Dataset entries
· · ·
//! Password Update Scenario
//!
//! This example walks a four-state scenario through a password change.
//!
//! Key concepts:
//! - States that validate their own input
//! - Switch payloads handed to the next state's `init`
//! - Requests routed to the application
//! - Lifecycle diagnostics through `tracing`
//!
//! Run with: RUST_LOG=debug cargo run --example update_password

use scenarist::core::{Event, Params, State};
use scenarist::{custom_events, params, Scenario, ScenarioError, ScenarioSetup};
use tracing_subscriber::EnvFilter;

custom_events! {
    enum PasswordEvent {
        GotPassword,
        PasswordIsCorrect,
        PasswordIsIncorrect,
        PasswordIsEmpty,
    }
}

const CURRENT_PASSWORD: &str = "123";

fn password(params: &Params) -> Option<&str> {
    params
        .get("password")
        .map(String::as_str)
        .filter(|password| !password.is_empty())
}

struct RequestOldPassword;

impl State<PasswordEvent> for RequestOldPassword {
    fn name(&self) -> &str {
        "RequestOldPassword"
    }

    fn update(&mut self, params: &Params) -> Event<PasswordEvent> {
        match password(params) {
            Some(_) => Event::switch(self.name(), PasswordEvent::GotPassword, params.clone()),
            None => Event::request(self.name(), params! { "prompt" => "current password" }),
        }
    }
}

struct CheckPassword;

impl State<PasswordEvent> for CheckPassword {
    fn name(&self) -> &str {
        "CheckPassword"
    }

    fn init(&mut self, params: &Params) -> Event<PasswordEvent> {
        let tag = if password(params) == Some(CURRENT_PASSWORD) {
            PasswordEvent::PasswordIsCorrect
        } else {
            PasswordEvent::PasswordIsIncorrect
        };
        Event::switch(self.name(), tag, Params::new())
    }
}

struct RequestNewPassword;

impl State<PasswordEvent> for RequestNewPassword {
    fn name(&self) -> &str {
        "RequestNewPassword"
    }

    fn init(&mut self, _params: &Params) -> Event<PasswordEvent> {
        Event::request(self.name(), params! { "prompt" => "new password" })
    }

    fn update(&mut self, params: &Params) -> Event<PasswordEvent> {
        match password(params) {
            Some(_) => Event::switch(self.name(), PasswordEvent::GotPassword, params.clone()),
            None => Event::try_again(self.name()),
        }
    }
}

struct SavePassword;

impl State<PasswordEvent> for SavePassword {
    fn name(&self) -> &str {
        "SavePassword"
    }

    fn init(&mut self, params: &Params) -> Event<PasswordEvent> {
        match password(params) {
            Some(new_password) => {
                println!("  [store] password set to {:?}", new_password);
                Event::finish(self.name())
            }
            None => Event::switch(self.name(), PasswordEvent::PasswordIsEmpty, Params::new()),
        }
    }
}

struct UpdatePassword;

impl ScenarioSetup<PasswordEvent> for UpdatePassword {
    fn setup(
        &mut self,
        scenario: &mut Scenario<PasswordEvent>,
        _params: &Params,
    ) -> Result<(), ScenarioError> {
        let check = scenario.add_state(CheckPassword)?;
        let request_new = scenario.add_state(RequestNewPassword)?;
        let request_old = scenario.add_state(RequestOldPassword)?;
        let save = scenario.add_state(SavePassword)?;

        scenario.add_transfer(request_old, check, PasswordEvent::GotPassword)?;
        scenario.add_transfer(check, request_old, PasswordEvent::PasswordIsIncorrect)?;
        scenario.add_transfer(check, request_new, PasswordEvent::PasswordIsCorrect)?;
        scenario.add_transfer(request_new, save, PasswordEvent::GotPassword)?;
        scenario.add_transfer(save, request_new, PasswordEvent::PasswordIsEmpty)?;

        scenario.set_start_state(request_old)?;
        Ok(())
    }
}

fn main() -> Result<(), Box<dyn std::error::Error>> {
    tracing_subscriber::fmt()
        .with_env_filter(
            EnvFilter::try_from_default_env().unwrap_or_else(|_| EnvFilter::new("info")),
        )
        .with_target(true)
        .init();

    println!("=== Password Update Scenario ===\n");

    let mut scenario = Scenario::builder()
        .requester(|request: &Params| {
            if let Some(prompt) = request.get("prompt") {
                println!("  [app] please enter the {}", prompt);
            }
        })
        .build();
    scenario.init_with(&mut UpdatePassword, &Params::new())?;

    let inputs = vec![
        Params::new(),
        params! { "password" => "456" },
        Params::new(),
        params! { "password" => "123" },
        Params::new(),
        params! { "password" => "s3cret" },
        params! { "password" => "ignored" },
    ];

    for input in inputs {
        println!("input: {:?}", input);
        let event = scenario.update(&input)?;
        println!(
            "  -> {} (active: {})\n",
            event.event_type(),
            scenario.active_state_name().unwrap_or("none")
        );
    }

    println!("Visited: {}", scenario.history().get_path().join(" -> "));
    println!("Finished: {}", scenario.is_finished());

    println!("\n=== Example Complete ===");
    Ok(())
}
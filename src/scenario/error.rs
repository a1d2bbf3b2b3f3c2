//! Errors returned by scenario setup and dispatch.

use crate::validation::SetupIssue;
use thiserror::Error;

/// Errors that can occur while setting up or driving a scenario.
///
/// None of them leave the scenario in an inconsistent state: a rejected
/// setup call changes nothing, and a failed dispatch leaves the last
/// activated state active.
#[derive(Debug, Clone, Error, PartialEq)]
pub enum ScenarioError {
    #[error("Cannot add state '{name}': state already exists")]
    DuplicateState { name: String },

    #[error("Unknown state '{name}'")]
    UnknownState { name: String },

    #[error("State handle #{index} is not registered in this scenario")]
    UnknownStateHandle { index: usize },

    #[error("Transfer ({from}) -{tag}-> is already registered to ({existing})")]
    DuplicateTransfer {
        from: String,
        tag: String,
        existing: String,
    },

    #[error("Scenario setup is closed once the scenario is initialized")]
    SetupClosed,

    #[error("Scenario is already initialized")]
    AlreadyInitialized,

    #[error("Scenario setup is invalid: {}", describe(.issues))]
    InvalidSetup { issues: Vec<SetupIssue> },

    #[error("No transition from ({from}) on {tag}")]
    NoTransition { from: String, tag: String },

    #[error("Event chain exceeded {limit} nested activations at ({state})")]
    ChainDepthExceeded { state: String, limit: usize },
}

fn describe(issues: &[SetupIssue]) -> String {
    issues
        .iter()
        .map(ToString::to_string)
        .collect::<Vec<_>>()
        .join("; ")
}
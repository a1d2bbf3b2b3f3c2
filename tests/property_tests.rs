//! Property-based tests for scenario dispatch.
//!
//! These tests use proptest to drive scenarios with random input sequences
//! and check the engine against a simple model of where it should be.

use proptest::prelude::*;
use scenarist::core::{Event, Params, State};
use scenarist::{custom_events, params, EventType, Scenario, ScenarioError};
use std::collections::HashSet;
use std::sync::atomic::{AtomicUsize, Ordering};
use std::sync::Arc;

custom_events! {
    enum Step {
        Forward,
        Backward,
    }
}

#[derive(Clone, Copy, Debug, PartialEq)]
enum Action {
    Nothing,
    Ask,
    Forward,
    Backward,
    Retry,
    Finish,
}

impl Action {
    fn as_str(self) -> &'static str {
        match self {
            Self::Nothing => "nothing",
            Self::Ask => "ask",
            Self::Forward => "forward",
            Self::Backward => "backward",
            Self::Retry => "retry",
            Self::Finish => "finish",
        }
    }
}

/// Node of a ring whose `update` does whatever the input's `action` says.
struct Node {
    name: String,
    inits: Arc<AtomicUsize>,
}

impl State<Step> for Node {
    fn name(&self) -> &str {
        &self.name
    }

    fn init(&mut self, _params: &Params) -> Event<Step> {
        self.inits.fetch_add(1, Ordering::SeqCst);
        Event::none(self.name())
    }

    fn update(&mut self, params: &Params) -> Event<Step> {
        match params.get("action").map(String::as_str) {
            Some("ask") => Event::request(self.name(), params! { "from" => self.name }),
            Some("forward") => Event::switch(self.name(), Step::Forward, Params::new()),
            Some("backward") => Event::switch(self.name(), Step::Backward, Params::new()),
            Some("retry") => Event::try_again(self.name()),
            Some("finish") => Event::finish(self.name()),
            _ => Event::none(self.name()),
        }
    }
}

struct Ring {
    scenario: Scenario<Step>,
    requests: Arc<AtomicUsize>,
    inits: Arc<AtomicUsize>,
}

/// `size` nodes linked by `Forward`; `Backward` is never registered.
fn ring(size: usize) -> Ring {
    let requests = Arc::new(AtomicUsize::new(0));
    let inits = Arc::new(AtomicUsize::new(0));
    let counter = Arc::clone(&requests);

    let mut scenario = Scenario::builder()
        .requester(move |_: &Params| {
            counter.fetch_add(1, Ordering::SeqCst);
        })
        .build();

    let ids: Vec<_> = (0..size)
        .map(|i| {
            scenario
                .add_state(Node {
                    name: format!("N{}", i),
                    inits: Arc::clone(&inits),
                })
                .unwrap()
        })
        .collect();
    for i in 0..size {
        scenario
            .add_transfer(ids[i], ids[(i + 1) % size], Step::Forward)
            .unwrap();
    }
    scenario.set_start_state(ids[0]).unwrap();
    scenario.init(&Params::new()).unwrap();

    Ring {
        scenario,
        requests,
        inits,
    }
}

fn arbitrary_action() -> impl Strategy<Value = Action> {
    prop_oneof![
        4 => Just(Action::Nothing),
        2 => Just(Action::Ask),
        4 => Just(Action::Forward),
        2 => Just(Action::Backward),
        2 => Just(Action::Retry),
        1 => Just(Action::Finish),
    ]
}

fn input(action: Action) -> Params {
    params! { "action" => action.as_str() }
}

proptest! {
    #[test]
    fn dispatch_follows_the_ring_model(
        size in 1usize..6,
        actions in prop::collection::vec(arbitrary_action(), 0..40),
    ) {
        let mut ring = ring(size);
        let mut position = 0usize;
        let mut finished = false;
        let mut transitions = 0usize;
        let mut requests = 0usize;

        for action in actions {
            let event = ring.scenario.update(&input(action)).unwrap();
            if finished {
                prop_assert_eq!(event, Event::idle());
                continue;
            }
            match action {
                Action::Forward => {
                    position = (position + 1) % size;
                    transitions += 1;
                }
                Action::Ask => requests += 1,
                Action::Finish => finished = true,
                Action::Nothing | Action::Backward | Action::Retry => {}
            }
        }

        prop_assert_eq!(ring.scenario.is_finished(), finished);
        prop_assert_eq!(ring.scenario.history().len(), transitions);
        prop_assert_eq!(ring.requests.load(Ordering::SeqCst), requests);
        if finished {
            prop_assert_eq!(ring.scenario.active_state(), None);
        } else {
            let expected = format!("N{}", position);
            prop_assert_eq!(ring.scenario.active_state_name(), Some(expected.as_str()));
        }
    }

    #[test]
    fn none_events_are_idempotent(size in 1usize..6, repeats in 0usize..20) {
        let mut ring = ring(size);
        let inits = ring.inits.load(Ordering::SeqCst);

        for _ in 0..repeats {
            let event = ring.scenario.update(&input(Action::Nothing)).unwrap();
            prop_assert!(event.is_none());
        }

        prop_assert_eq!(ring.scenario.active_state_name(), Some("N0"));
        prop_assert!(ring.scenario.history().is_empty());
        prop_assert_eq!(ring.inits.load(Ordering::SeqCst), inits);
        prop_assert_eq!(ring.scenario.state_count(), size);
        prop_assert_eq!(ring.scenario.transfer_count(), size);
    }

    #[test]
    fn try_again_reenters_without_moving(retries in 1usize..10) {
        let mut ring = ring(3);

        for _ in 0..retries {
            let event = ring.scenario.update(&input(Action::Retry)).unwrap();
            prop_assert_eq!(event.event_type(), EventType::TryAgain);
        }

        prop_assert_eq!(ring.scenario.active_state_name(), Some("N0"));
        prop_assert_eq!(ring.inits.load(Ordering::SeqCst), retries + 1);
        prop_assert!(ring.scenario.history().is_empty());
    }

    #[test]
    fn finish_is_terminal(
        before in prop::collection::vec(arbitrary_action(), 0..10),
        after in prop::collection::vec(arbitrary_action(), 0..20),
    ) {
        let mut ring = ring(4);
        for action in before.into_iter().filter(|a| *a != Action::Finish) {
            ring.scenario.update(&input(action)).unwrap();
        }
        ring.scenario.update(&input(Action::Finish)).unwrap();
        let inits = ring.inits.load(Ordering::SeqCst);
        let history = ring.scenario.history().len();
        let requests = ring.requests.load(Ordering::SeqCst);

        for action in after {
            prop_assert_eq!(ring.scenario.update(&input(action)).unwrap(), Event::idle());
        }

        prop_assert!(ring.scenario.is_finished());
        prop_assert_eq!(ring.inits.load(Ordering::SeqCst), inits);
        prop_assert_eq!(ring.scenario.history().len(), history);
        prop_assert_eq!(ring.requests.load(Ordering::SeqCst), requests);
    }

    #[test]
    fn requests_never_change_state(size in 1usize..6, asks in 1usize..10) {
        let mut ring = ring(size);

        for _ in 0..asks {
            ring.scenario.update(&input(Action::Ask)).unwrap();
        }

        prop_assert_eq!(ring.scenario.active_state_name(), Some("N0"));
        prop_assert_eq!(ring.requests.load(Ordering::SeqCst), asks);
    }

    #[test]
    fn state_names_stay_unique(names in prop::collection::vec("[a-d]{1,2}", 0..30)) {
        let inits = Arc::new(AtomicUsize::new(0));
        let mut scenario = Scenario::<Step>::new();
        let mut seen = HashSet::new();

        for name in names {
            let result = scenario.add_state(Node {
                name: name.clone(),
                inits: Arc::clone(&inits),
            });
            if seen.insert(name.clone()) {
                prop_assert!(result.is_ok());
            } else {
                prop_assert_eq!(result, Err(ScenarioError::DuplicateState { name }));
            }
        }

        prop_assert_eq!(scenario.state_count(), seen.len());
    }
}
· · ·
# Description of the task
Lines that contain "GotPassword" should be pulled from the entries above and reported.

# Response to the exercise
        GotPassword,
            Some(_) => Event::switch(self.name(), PasswordEvent::GotPassword, params.clone()),
            Some(_) => Event::switch(self.name(), PasswordEvent::GotPassword, params.clone()),
        scenario.add_transfer(request_old, check, PasswordEvent::GotPassword)?;
        scenario.add_transfer(request_new, save, PasswordEvent::GotPassword)?;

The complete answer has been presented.